Cassandra vs DynamoDB — Trade-offs and When to Choose

TL;DR

Cassandra gives you control and portability at the cost of operational pain; DynamoDB gives you zero-ops convenience at the cost of vendor lock-in and unpredictable bills — and for most teams, the right answer is whichever one their infrastructure team can actually run.

What It Is

Cassandra Vs Dynamodb

Cassandra and DynamoDB solve the same fundamental problem: store massive amounts of data with predictable, low-latency reads and writes, distributed across multiple nodes. Both use partition keys for data distribution. Both sacrifice relational features (JOINs, complex transactions) for horizontal scalability.

But they make opposite bets on the build-vs-buy spectrum.

Cassandra says: "Here's the engine. You maintain it." Open-source, run it anywhere, tune every knob. Full control, full responsibility.

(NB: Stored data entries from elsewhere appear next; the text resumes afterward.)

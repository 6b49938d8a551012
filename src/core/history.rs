use std::collections::BTreeSet;
use std::io::Read;
use std::path::Path;

use serde::Deserialize;
use tracing::{info, warn};

use super::error::{SimError, SimResult};
use super::types::ReturnRecord;

/// First year with real international equity data; earlier rows reuse the
/// US stock return.
pub const INTL_PROXY_BEFORE: i32 = 1970;

#[derive(Debug, Deserialize)]
struct CsvRow {
    #[serde(rename = "Year")]
    year: i32,
    #[serde(rename = "US Stock")]
    us_stock: Option<f64>,
    #[serde(rename = "International Stock")]
    intl_stock: Option<f64>,
    #[serde(rename = "US Bond")]
    us_bond: Option<f64>,
    #[serde(rename = "US Inflation")]
    inflation: Option<f64>,
}

impl CsvRow {
    fn into_record(self) -> Option<ReturnRecord> {
        let us_stock = self.us_stock?;
        let intl_stock = match self.intl_stock {
            Some(v) => v,
            None if self.year < INTL_PROXY_BEFORE => us_stock,
            None => return None,
        };
        Some(ReturnRecord {
            year: self.year,
            us_stock_return: us_stock,
            intl_stock_return: intl_stock,
            us_bond_return: self.us_bond?,
            inflation_rate: self.inflation?,
        })
    }
}

#[derive(Debug, Clone)]
pub struct HistoricalReturns {
    records: Vec<ReturnRecord>,
}

impl HistoricalReturns {
    pub fn from_records(mut records: Vec<ReturnRecord>) -> SimResult<Self> {
        let before = records.len();
        records.retain(|r| {
            let ok = [
                r.us_stock_return,
                r.intl_stock_return,
                r.us_bond_return,
                r.inflation_rate,
            ]
            .iter()
            .all(|v| v.is_finite());
            if !ok {
                warn!(year = r.year, "dropping row with non-finite values");
            }
            ok
        });

        // Stable sort keeps the first occurrence of a duplicated year first.
        records.sort_by_key(|r| r.year);
        let mut seen = BTreeSet::new();
        records.retain(|r| {
            let first = seen.insert(r.year);
            if !first {
                warn!(year = r.year, "duplicate year, keeping first record");
            }
            first
        });

        if records.is_empty() {
            return Err(SimError::Data(format!(
                "no valid rows ({before} read before cleaning)"
            )));
        }
        for pair in records.windows(2) {
            if pair[1].year != pair[0].year + 1 {
                return Err(SimError::Data(format!(
                    "history must be contiguous, gap between {} and {}",
                    pair[0].year, pair[1].year
                )));
            }
        }

        Ok(Self { records })
    }

    pub fn from_csv_reader<R: Read>(reader: R) -> SimResult<Self> {
        let mut rdr = csv::ReaderBuilder::new().trim(csv::Trim::All).from_reader(reader);
        let mut records = Vec::new();
        for row in rdr.deserialize::<CsvRow>() {
            let row = row?;
            let year = row.year;
            match row.into_record() {
                Some(record) => records.push(record),
                None => warn!(year, "dropping row with missing values"),
            }
        }
        Self::from_records(records)
    }

    pub fn from_csv_path(path: &Path) -> SimResult<Self> {
        let file = std::fs::File::open(path)?;
        let history = Self::from_csv_reader(file)?;
        info!(
            path = %path.display(),
            first_year = history.first_year(),
            last_year = history.last_year(),
            "loaded historical returns"
        );
        Ok(history)
    }

    pub fn records(&self) -> &[ReturnRecord] {
        &self.records
    }

    pub fn len(&self) -> usize {
        self.records.len()
    }

    pub fn is_empty(&self) -> bool {
        self.records.is_empty()
    }

    pub fn first_year(&self) -> i32 {
        self.records[0].year
    }

    pub fn last_year(&self) -> i32 {
        self.records[self.records.len() - 1].year
    }

    pub fn index_of(&self, year: i32) -> Option<usize> {
        if year < self.first_year() || year > self.last_year() {
            return None;
        }
        Some((year - self.first_year()) as usize)
    }

    pub fn span_from(&self, year: i32) -> Option<usize> {
        self.index_of(year).map(|idx| self.records.len() - idx)
    }

    pub fn slice_from(&self, year: i32) -> &[ReturnRecord] {
        match self.index_of(year) {
            Some(idx) => &self.records[idx..],
            None => &[],
        }
    }
}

DynamoDB says: "Here's the service. We maintain it." Fully managed, AWS-only, fewer knobs. Zero operational overhead, total vendor lock-in.

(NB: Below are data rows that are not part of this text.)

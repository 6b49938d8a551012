use serde::Serialize;
use tracing::{debug, warn};

use super::error::{SimError, SimResult};
use super::evolution::PortfolioPlan;
use super::guardrail::ScenarioSet;
use super::history::HistoricalReturns;
use super::inversion::invert_monotone;
use super::orchestrator::{aggregate, plan_for, run_trials, sampler_for};
use super::rng::{STREAM_TRIAL, stream_rng};
use super::stats::{percentile, sorted};
use super::types::{
    AggregateResult, GuardrailParams, SimulationConfig, SimulationTrial, WithdrawalStrategy,
};

#[derive(Debug, Clone, Copy, PartialEq, Serialize)]
#[serde(rename_all = "camelCase")]
pub struct PolicyMetrics {
    pub success_rate: f64,
    pub median_total_consumption: f64,
    pub median_final_balance: f64,
    /// 10th percentile across trials of each trial's smallest non-zero
    /// withdrawal.
    pub p10_min_withdrawal: f64,
    pub median_final_withdrawal: f64,
}

impl PolicyMetrics {
    pub fn from_trials(trials: &[SimulationTrial]) -> Self {
        let n = trials.len().max(1) as f64;
        let totals = sorted(trials.iter().map(|t| t.real_withdrawals.iter().sum()).collect());
        let finals = sorted(trials.iter().map(SimulationTrial::final_real_balance).collect());
        let minimums = sorted(
            trials
                .iter()
                .map(|t| {
                    t.real_withdrawals
                        .iter()
                        .copied()
                        .filter(|&w| w > 0.0)
                        .min_by(f64::total_cmp)
                        .unwrap_or(0.0)
                })
                .collect(),
        );
        let last = sorted(
            trials
                .iter()
                .map(|t| t.real_withdrawals.last().copied().unwrap_or(0.0))
                .collect(),
        );

        Self {
            success_rate: trials.iter().filter(|t| !t.depleted()).count() as f64 / n,
            median_total_consumption: percentile(&totals, 50.0),
            median_final_balance: percentile(&finals, 50.0),
            p10_min_withdrawal: percentile(&minimums, 10.0),
            median_final_withdrawal: percentile(&last, 50.0),
        }
    }
}

#[derive(Debug, Clone, PartialEq, Serialize)]
#[serde(rename_all = "camelCase")]
pub struct GuardrailComparison {
    pub initial_portfolio: f64,
    pub initial_rate: f64,
    pub baseline_withdrawal: f64,
    pub guardrail: AggregateResult,
    pub baseline: AggregateResult,
    pub guardrail_metrics: PolicyMetrics,
    pub baseline_metrics: PolicyMetrics,
}

/// Ignores `config.initial_portfolio`: both policies start from the portfolio
/// at which `annual_withdrawal` meets `target_success` on the trial paths.
pub fn compare_guardrail(
    history: &HistoricalReturns,
    config: &SimulationConfig,
    params: &GuardrailParams,
) -> SimResult<GuardrailComparison> {
    if !(config.annual_withdrawal > 0.0) {
        return Err(SimError::config(
            "guardrail comparison needs annual_withdrawal > 0",
        ));
    }
    let mut guardrail_config = SimulationConfig {
        initial_portfolio: config.annual_withdrawal,
        strategy: WithdrawalStrategy::Guardrail(params.clone()),
        ..config.clone()
    };
    guardrail_config.validate(history)?;

    let initial_rate = initial_rate_for_target(history, &guardrail_config, params)?;
    let initial_portfolio = config.annual_withdrawal / initial_rate;
    guardrail_config.initial_portfolio = initial_portfolio;
    let baseline_withdrawal = params.baseline_rate * initial_portfolio;
    let baseline_config = SimulationConfig {
        strategy: WithdrawalStrategy::Fixed,
        annual_withdrawal: baseline_withdrawal,
        ..guardrail_config.clone()
    };

    let guardrail_trials = run_trials(history, &guardrail_config)?;
    let baseline_trials = run_trials(history, &baseline_config)?;
    let comparison = GuardrailComparison {
        initial_portfolio,
        initial_rate,
        baseline_withdrawal,
        guardrail: aggregate(&guardrail_config, &guardrail_trials),
        baseline: aggregate(&baseline_config, &baseline_trials),
        guardrail_metrics: PolicyMetrics::from_trials(&guardrail_trials),
        baseline_metrics: PolicyMetrics::from_trials(&baseline_trials),
    };
    debug!(
        initial_portfolio,
        initial_rate,
        guardrail_success = comparison.guardrail_metrics.success_rate,
        baseline_success = comparison.baseline_metrics.success_rate,
        "guardrail comparison finished"
    );
    Ok(comparison)
}

// Rate r means a starting portfolio of annual_withdrawal / r, so cash flows
// keep their dollar size across the grid.
fn initial_rate_for_target(
    history: &HistoricalReturns,
    config: &SimulationConfig,
    params: &GuardrailParams,
) -> SimResult<f64> {
    let sampler = sampler_for(history, config)?;
    let years = config.retirement_years as usize;
    let scenarios = ScenarioSet::from_paths(
        (0..config.num_simulations as u64)
            .map(|trial| {
                sampler
                    .sample(years, &mut stream_rng(config.seed, STREAM_TRIAL, trial))
                    .records
            })
            .collect(),
    );
    let grid: Vec<f64> = params.rate_grid()?.into_iter().filter(|&r| r > 0.0).collect();
    let Some(&lowest) = grid.first() else {
        return Err(SimError::config("guardrail rate grid has no positive rate"));
    };

    let withdrawal = config.annual_withdrawal;
    let rate = invert_monotone(&grid, params.target_success, |rate| {
        let plan = PortfolioPlan {
            initial_balance: withdrawal / rate,
            ..plan_for(config)
        };
        scenarios.success_rate(&plan, withdrawal)
    });
    Ok(rate.unwrap_or_else(|| {
        warn!(
            target_success = params.target_success,
            lowest, "target success out of reach, starting at the lowest grid rate"
        );
        lowest
    }))
}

Amazon built DynamoDB after experiencing severe outages with their previous database systems during peak shopping events. The 2007 Dynamo paper described the architecture. DynamoDB launched in 2012 as a managed service based on those ideas. Today it powers Amazon.com's shopping cart, Alexa, and Twitch.

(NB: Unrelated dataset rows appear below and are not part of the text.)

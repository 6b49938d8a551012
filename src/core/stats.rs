use super::types::{
    BAND_PERCENTILES, FINAL_PERCENTILES, FinalDistribution, PercentileTrajectories,
    PercentileValue,
};

pub fn sorted(mut values: Vec<f64>) -> Vec<f64> {
    values.sort_by(f64::total_cmp);
    values
}

/// Linear-interpolation percentile on `p` in [0, 100] of an ascending slice.
pub fn percentile(values: &[f64], p: f64) -> f64 {
    match values.len() {
        0 => 0.0,
        1 => values[0],
        n => {
            let rank = (p / 100.0) * (n as f64 - 1.0);
            let lower = rank.floor() as usize;
            let upper = rank.ceil() as usize;
            let w = rank - lower as f64;
            values[lower] * (1.0 - w) + values[upper] * w
        }
    }
}

pub fn mean(values: &[f64]) -> f64 {
    if values.is_empty() {
        return 0.0;
    }
    values.iter().sum::<f64>() / values.len() as f64
}

/// Each row of `series` is one trial.
pub fn trajectory_bands<'a, I>(series: I, years: usize) -> PercentileTrajectories
where
    I: IntoIterator<Item = &'a [f64]>,
{
    let mut columns: Vec<Vec<f64>> = vec![Vec::new(); years];
    for row in series {
        for (column, value) in columns.iter_mut().zip(row) {
            column.push(*value);
        }
    }

    let mut bands: [Vec<f64>; 5] = Default::default();
    for column in &mut columns {
        column.sort_by(f64::total_cmp);
        for (band, p) in bands.iter_mut().zip(BAND_PERCENTILES) {
            band.push(percentile(column, p));
        }
    }

    let [p10, p25, p50, p75, p90] = bands;
    PercentileTrajectories {
        p10,
        p25,
        p50,
        p75,
        p90,
    }
}

pub fn column_means<'a, I>(series: I, years: usize) -> Vec<f64>
where
    I: IntoIterator<Item = &'a [f64]>,
{
    let mut sums = vec![0.0; years];
    let mut count = 0usize;
    for row in series {
        count += 1;
        for (sum, value) in sums.iter_mut().zip(row) {
            *sum += value;
        }
    }
    if count > 0 {
        for sum in &mut sums {
            *sum /= count as f64;
        }
    }
    sums
}

pub fn final_distribution(values: Vec<f64>) -> FinalDistribution {
    let values = sorted(values);
    FinalDistribution {
        min: values.first().copied().unwrap_or(0.0),
        mean: mean(&values),
        median: percentile(&values, 50.0),
        max: values.last().copied().unwrap_or(0.0),
        percentiles: FINAL_PERCENTILES
            .iter()
            .map(|&p| PercentileValue {
                percentile: p,
                value: percentile(&values, p as f64),
            })
            .collect(),
    }
}

/// 95% normal-approximation half-width of a binomial proportion.
pub fn binomial_ci_half_width(p: f64, n: u32) -> f64 {
    if n == 0 {
        return 0.0;
    }
    let p = p.clamp(0.0, 1.0);
    1.96 * (p * (1.0 - p) / n as f64).sqrt()
}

Cassandra was open-sourced by Facebook in 2008 after they built it for inbox search. It's now an Apache project used by Apple (150K+ nodes), Netflix, Discord (before their ScyllaDB migration), and Uber.

Cassandra — The Self-Managed Option

Architecture

Cassandra uses a peer-to-peer ring topology. No master node. Every node is equal. Any node can serve any request.

         Node A
        /      \
      /          \
   Node F      Node B
     |            |
   Node E      Node C
      \          /
        \      /
         Node D

Every node talks to every other via gossip protocol.
No single point of failure.

Gossip protocol — every second, each node picks 1-3 random nodes and exchanges state information (who's alive, who's dead, who owns which token ranges). Within seconds, the entire cluster knows about topology changes. No ZooKeeper. No coordination service. Just gossip.

Virtual nodes (vnodes) — instead of each node owning one contiguous range on the token ring, each node owns many small ranges (256 by default). This makes data distribution more even and rebalancing smoother when nodes are added or removed.

Cassandra Query Language (CQL)

CQL looks like SQL but has strict constraints:

-- Table definition
CREATE TABLE orders (
    customer_id UUID,
    order_date  DATE,
    order_id    UUID,
    total       DECIMAL,
    items       LIST<TEXT>,
    PRIMARY KEY ((customer_id), order_date, order_id)
) WITH CLUSTERING ORDER BY (order_date DESC, order_id ASC);

-- This works (partition key + clustering key prefix)
SELECT * FROM orders
WHERE customer_id = 'abc'
AND order_date >= '2024-01-01';

-- This FAILS (no partition key)
SELECT * FROM orders
WHERE order_date >= '2024-01-01';

-- This FAILS (skipping clustering key)
SELECT * FROM orders
WHERE customer_id = 'abc'
AND order_id = 'xyz';

CQL enforces the data model. You can't run ad-hoc queries. Every query must include the full partition key. If your query doesn't fit your table's primary key, you need a different table.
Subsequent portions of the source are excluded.